• **EXERCISE PROMPT**: Set down every record below exactly as written.

• **DATASET EXTRACT**:
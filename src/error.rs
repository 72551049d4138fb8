//! Custom errors.

/// Errors thrown by the range encoder / decoder.
///
/// All variants are contract violations. A stream that returned one of them
/// must not be used any further.
#[derive(Clone, Copy, Debug, Eq, PartialEq)]
pub enum CoderError {
    /// Bad arguments.
    BadArguments(&'static str),
    /// An encoding operation was called on a decoder or vice versa.
    WrongMode,
    /// The stream was already finished.
    Finished,
    /// The bit queue has no room left. The caller didn't drain the encoder
    /// or fed the decoder faster than it consumed its input.
    QueueOverflow,
    /// The decoded interval doesn't match the coder state.
    InvalidStream,
    /// An internal error.
    InternalError(&'static str),
}

impl std::fmt::Display for CoderError {
    fn fmt(&self, f: &mut std::fmt::Formatter<'_>) -> std::fmt::Result {
        match self {
            CoderError::BadArguments(message) => {
                write!(f, "{}", message)
            }
            CoderError::InternalError(message) => {
                write!(f, "{}", message)
            }
            CoderError::WrongMode => {
                write!(f, "operation is not supported by the coder's mode")
            }
            CoderError::Finished => {
                write!(f, "the stream is already finished")
            }
            CoderError::QueueOverflow => {
                write!(f, "bit queue overflow")
            }
            CoderError::InvalidStream => {
                write!(f, "the interval doesn't fit the decoder state")
            }
        }
    }
}

impl std::error::Error for CoderError {
    fn source(&self) -> Option<&(dyn std::error::Error + 'static)> {
        None
    }
}
use chrono::NaiveDateTime;
use once_cell::sync::Lazy;
use regex::Regex;
use serde::{Deserialize, Serialize};

use crate::utils::error::{AppError, Result};

/// 启动日志条目
pub const BOOTSTRAP_LOG_TYPE: &str = "INFO";
pub const BOOTSTRAP_LOG_DETAIL: &str = "database created";

/// 查询不到配置项时的占位值
pub const MISSING_CONFIG_VALUE: &str = "***Key doesn't exist.***";

// ts 必须精确到毫秒，如 2022-04-20 19:00:00.000
static LOG_TS_PATTERN: Lazy<Regex> =
    Lazy::new(|| Regex::new(r"^\d{4}-\d{2}-\d{2} \d{2}:\d{2}:\d{2}\.\d{3}$").unwrap());

/// tbl_config 中的一行
#[derive(Debug, Clone, Serialize, Deserialize, PartialEq, Eq, sqlx::FromRow)]
pub struct ConfigItem {
    pub name: String,
    pub value: String,
    #[serde(default, skip_serializing_if = "String::is_empty")]
    pub memo: String,
}

impl ConfigItem {
    /// 查询结果中代替不存在的配置项
    pub fn missing(name: &str) -> Self {
        Self {
            name: format!("***{}***", name),
            value: MISSING_CONFIG_VALUE.to_string(),
            memo: String::new(),
        }
    }
}

/// 新增配置：[name, value] 或 [name, value, memo]
impl TryFrom<Vec<String>> for ConfigItem {
    type Error = AppError;

    fn try_from(fields: Vec<String>) -> Result<Self> {
        let mut fields = fields.into_iter();
        match (fields.next(), fields.next(), fields.next(), fields.next()) {
            (Some(name), Some(value), memo, None) => Ok(Self {
                name,
                value,
                memo: memo.unwrap_or_default(),
            }),
            _ => Err(AppError::InvalidInput(
                "A config record must have 2 or 3 fields".to_string(),
            )),
        }
    }
}

/// 更新配置：[name, value]、[name, value, memo] 或 [name, value, memo, new_name]
#[derive(Debug, Clone, PartialEq, Eq)]
pub struct ConfigUpdate {
    pub name: String,
    pub new_name: String,
    pub value: String,
    pub memo: String,
}

impl TryFrom<Vec<String>> for ConfigUpdate {
    type Error = AppError;

    fn try_from(fields: Vec<String>) -> Result<Self> {
        let mut fields = fields.into_iter();
        match (
            fields.next(),
            fields.next(),
            fields.next(),
            fields.next(),
            fields.next(),
        ) {
            (Some(name), Some(value), memo, new_name, None) => Ok(Self {
                new_name: new_name.unwrap_or_else(|| name.clone()),
                name,
                value,
                memo: memo.unwrap_or_default(),
            }),
            _ => Err(AppError::InvalidInput(
                "An update record must have 2, 3 or 4 fields".to_string(),
            )),
        }
    }
}

/// 新增日志：[type, detail] 或 [type, detail, ts]
#[derive(Debug, Clone, PartialEq, Eq)]
pub struct LogRecord {
    pub log_type: String,
    pub detail: String,
    pub ts: Option<NaiveDateTime>,
}

impl LogRecord {
    pub fn new(log_type: &str, detail: &str) -> Self {
        Self {
            log_type: log_type.to_uppercase(),
            detail: detail.to_string(),
            ts: None,
        }
    }

    pub fn bootstrap() -> Self {
        Self::new(BOOTSTRAP_LOG_TYPE, BOOTSTRAP_LOG_DETAIL)
    }
}

impl TryFrom<Vec<String>> for LogRecord {
    type Error = AppError;

    fn try_from(fields: Vec<String>) -> Result<Self> {
        let mut fields = fields.into_iter();
        match (fields.next(), fields.next(), fields.next(), fields.next()) {
            (Some(log_type), Some(detail), ts, None) => {
                let ts = ts.map(|ts| parse_log_ts(&ts)).transpose()?;
                Ok(Self {
                    ts,
                    ..Self::new(&log_type, &detail)
                })
            }
            _ => Err(AppError::InvalidInput(
                "A log record must have 2 or 3 fields".to_string(),
            )),
        }
    }
}

fn parse_log_ts(ts: &str) -> Result<NaiveDateTime> {
    if !LOG_TS_PATTERN.is_match(ts) {
        return Err(AppError::InvalidInput(format!(
            "Log timestamp must look like 2022-04-20 19:00:00.000, got: {}",
            ts
        )));
    }
    NaiveDateTime::parse_from_str(ts, "%Y-%m-%d %H:%M:%S%.f")
        .map_err(|e| AppError::InvalidInput(format!("Invalid log timestamp {}: {}", ts, e)))
}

• **EXERCISE OUTPUT**:
filename src/error.rs
repository 72551049d4138fb8
//! Custom errors.

/// Errors thrown by the range encoder / decoder.
///
/// All variants are contract violations. A stream that returned one of them
/// must not be used any further.
#[derive(Clone, Copy, Debug, Eq, PartialEq)]
pub enum CoderError {
    /// Bad arguments.
    BadArguments(&'static str),
    /// An encoding operation was called on a decoder or vice versa.
    WrongMode,
    /// The stream was already finished.
    Finished,
    /// The bit queue has no room left. The caller didn't drain the encoder
    /// or fed the decoder faster than it consumed its input.
    QueueOverflow,
    /// The decoded interval doesn't match the coder state.
    InvalidStream,
    /// An internal error.
    InternalError(&'static str),
}

impl std::fmt::Display for CoderError {
    fn fmt(&self, f: &mut std::fmt::Formatter<'_>) -> std::fmt::Result {
        match self {
            CoderError::BadArguments(message) => {
                write!(f, "{}", message)
            }
            CoderError::InternalError(message) => {
                write!(f, "{}", message)
            }
            CoderError::WrongMode => {
                write!(f, "operation is not supported by the coder's mode")
            }
            CoderError::Finished => {
                write!(f, "the stream is already finished")
            }
            CoderError::QueueOverflow => {
                write!(f, "bit queue overflow")
            }
            CoderError::InvalidStream => {
                write!(f, "the interval doesn't fit the decoder state")
            }
        }
    }
}

impl std::error::Error for CoderError {
    fn source(&self) -> Option<&(dyn std::error::Error + 'static)> {
        None
    }
}
use chrono::NaiveDateTime;
use once_cell::sync::Lazy;
use regex::Regex;
use serde::{Deserialize, Serialize};

use crate::utils::error::{AppError, Result};

/// 启动日志条目
pub const BOOTSTRAP_LOG_TYPE: &str = "INFO";
pub const BOOTSTRAP_LOG_DETAIL: &str = "database created";

/// 查询不到配置项时的占位值
pub const MISSING_CONFIG_VALUE: &str = "***Key doesn't exist.***";

// ts 必须精确到毫秒，如 2022-04-20 19:00:00.000
static LOG_TS_PATTERN: Lazy<Regex> =
    Lazy::new(|| Regex::new(r"^\d{4}-\d{2}-\d{2} \d{2}:\d{2}:\d{2}\.\d{3}$").unwrap());

/// tbl_config 中的一行
#[derive(Debug, Clone, Serialize, Deserialize, PartialEq, Eq, sqlx::FromRow)]
pub struct ConfigItem {
    pub name: String,
    pub value: String,
    #[serde(default, skip_serializing_if = "String::is_empty")]
    pub memo: String,
}

impl ConfigItem {
    /// 查询结果中代替不存在的配置项
    pub fn missing(name: &str) -> Self {
        Self {
            name: format!("***{}***", name),
            value: MISSING_CONFIG_VALUE.to_string(),
            memo: String::new(),
        }
    }
}

/// 新增配置：[name, value] 或 [name, value, memo]
impl TryFrom<Vec<String>> for ConfigItem {
    type Error = AppError;

    fn try_from(fields: Vec<String>) -> Result<Self> {
        let mut fields = fields.into_iter();
        match (fields.next(), fields.next(), fields.next(), fields.next()) {
            (Some(name), Some(value), memo, None) => Ok(Self {
                name,
                value,
                memo: memo.unwrap_or_default(),
            }),
            _ => Err(AppError::InvalidInput(
                "A config record must have 2 or 3 fields".to_string(),
            )),
        }
    }
}

/// 更新配置：[name, value]、[name, value, memo] 或 [name, value, memo, new_name]
#[derive(Debug, Clone, PartialEq, Eq)]
pub struct ConfigUpdate {
    pub name: String,
    pub new_name: String,
    pub value: String,
    pub memo: String,
}

impl TryFrom<Vec<String>> for ConfigUpdate {
    type Error = AppError;

    fn try_from(fields: Vec<String>) -> Result<Self> {
        let mut fields = fields.into_iter();
        match (
            fields.next(),
            fields.next(),
            fields.next(),
            fields.next(),
            fields.next(),
        ) {
            (Some(name), Some(value), memo, new_name, None) => Ok(Self {
                new_name: new_name.unwrap_or_else(|| name.clone()),
                name,
                value,
                memo: memo.unwrap_or_default(),
            }),
            _ => Err(AppError::InvalidInput(
                "An update record must have 2, 3 or 4 fields".to_string(),
            )),
        }
    }
}

/// 新增日志：[type, detail] 或 [type, detail, ts]
#[derive(Debug, Clone, PartialEq, Eq)]
pub struct LogRecord {
    pub log_type: String,
    pub detail: String,
    pub ts: Option<NaiveDateTime>,
}

impl LogRecord {
    pub fn new(log_type: &str, detail: &str) -> Self {
        Self {
            log_type: log_type.to_uppercase(),
            detail: detail.to_string(),
            ts: None,
        }
    }

    pub fn bootstrap() -> Self {
        Self::new(BOOTSTRAP_LOG_TYPE, BOOTSTRAP_LOG_DETAIL)
    }
}

impl TryFrom<Vec<String>> for LogRecord {
    type Error = AppError;

    fn try_from(fields: Vec<String>) -> Result<Self> {
        let mut fields = fields.into_iter();
        match (fields.next(), fields.next(), fields.next(), fields.next()) {
            (Some(log_type), Some(detail), ts, None) => {
                let ts = ts.map(|ts| parse_log_ts(&ts)).transpose()?;
                Ok(Self {
                    ts,
                    ..Self::new(&log_type, &detail)
                })
            }
            _ => Err(AppError::InvalidInput(
                "A log record must have 2 or 3 fields".to_string(),
            )),
        }
    }
}

fn parse_log_ts(ts: &str) -> Result<NaiveDateTime> {
    if !LOG_TS_PATTERN.is_match(ts) {
        return Err(AppError::InvalidInput(format!(
            "Log timestamp must look like 2022-04-20 19:00:00.000, got: {}",
            ts
        )));
    }
    NaiveDateTime::parse_from_str(ts, "%Y-%m-%d %H:%M:%S%.f")
        .map_err(|e| AppError::InvalidInput(format!("Invalid log timestamp {}: {}", ts, e)))
}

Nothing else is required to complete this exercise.